Hacker Newsnew | past | comments | ask | show | jobs | submitlogin
Matrix Multiplication Inches Closer To Mythic Goal (quantamagazine.org)
119 points by optimalsolver on Dec 18, 2021 | hide | past | favorite | 48 comments


Just for reference: a Google TPU can multiply a 256x256 matrix in 1 clock cycle[1]. That seems astonishingly fast, considering the TPU operates at 700MHz:

The TPU Matrix Multiplication Unit has a systolic array mechanism that contains 256 × 256 = total 65,536 ALUs. That means a TPU can process 65,536 multiply-and-adds for 8-bit integers every cycle. Because a TPU runs at 700MHz, a TPU can compute 65,536 × 700,000,000 = 46 × 1012 multiply-and-add operations or 92 Teraops per second (92 × 1012) in the matrix unit.
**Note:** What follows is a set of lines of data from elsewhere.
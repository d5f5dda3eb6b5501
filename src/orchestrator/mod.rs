//! 编排层（Orchestration Layer）
//!
//! ## 职责
//!
//! 本层负责分批和阶段调度，是整个系统的"指挥中心"。
//!
//! ## 模块划分
//!
//! ### `batcher` - 分批器
//! - 把排好序的样本切成大小不超过并发数的批次
//!
//! ### `batch_processor` - 批量实例处理器
//! - 管理应用生命周期（初始化、运行、报告）
//! - 逐批推进：启动全部 → 触发全部 → 等待 → 逐个提取并关闭
//! - 输出全局统计信息
//!
//! ## 层次关系
//!
//! ```text
//! batch_processor (处理 Vec<Batch>)
//!     ↓
//! workflow::InstanceFlow (处理单个 ProcessHandle 的某个阶段)
//!     ↓
//! services (能力层：AppDriver / ResultWriter)
//!     ↓
//! infrastructure (基础设施：Desktop)
//! ```

pub mod batch_processor;
pub mod batcher;

pub use batch_processor::App;
pub use batcher::{partition, Batch};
[1] https://cloud.google.com/blog/products/ai-machine-learning/a...


It appears that while the TPU is capable of ingesting the inputs of a few matrices each clock cycle, it likely takes several clock cycles for the matrix multiplication operation to percolate through the systolic array pipeline. That means while it may be able to sustain an average of one matrix multiplication per clock cycle, any particular matrix multiplication operation will require multiple cycles before the result is valid.


This isn’t exactly correct. A TPU can probably multiply two matrices per clock cycle, but it most likely takes a few hundred cycles for a single operation to be performed. This is similar to how a modern cpu can execute many instructions per cycle, but most instructions take multiple clock cycles to be performed.


Just to clarify, the TPU (version 1) does not multiply two 256x256 matrices per clock cycle as that takes 256^3 MAC operations to perform. It produces one row of the product matrix per clock cycle (each 256 element row takes 256^2 MAC operations to calculate).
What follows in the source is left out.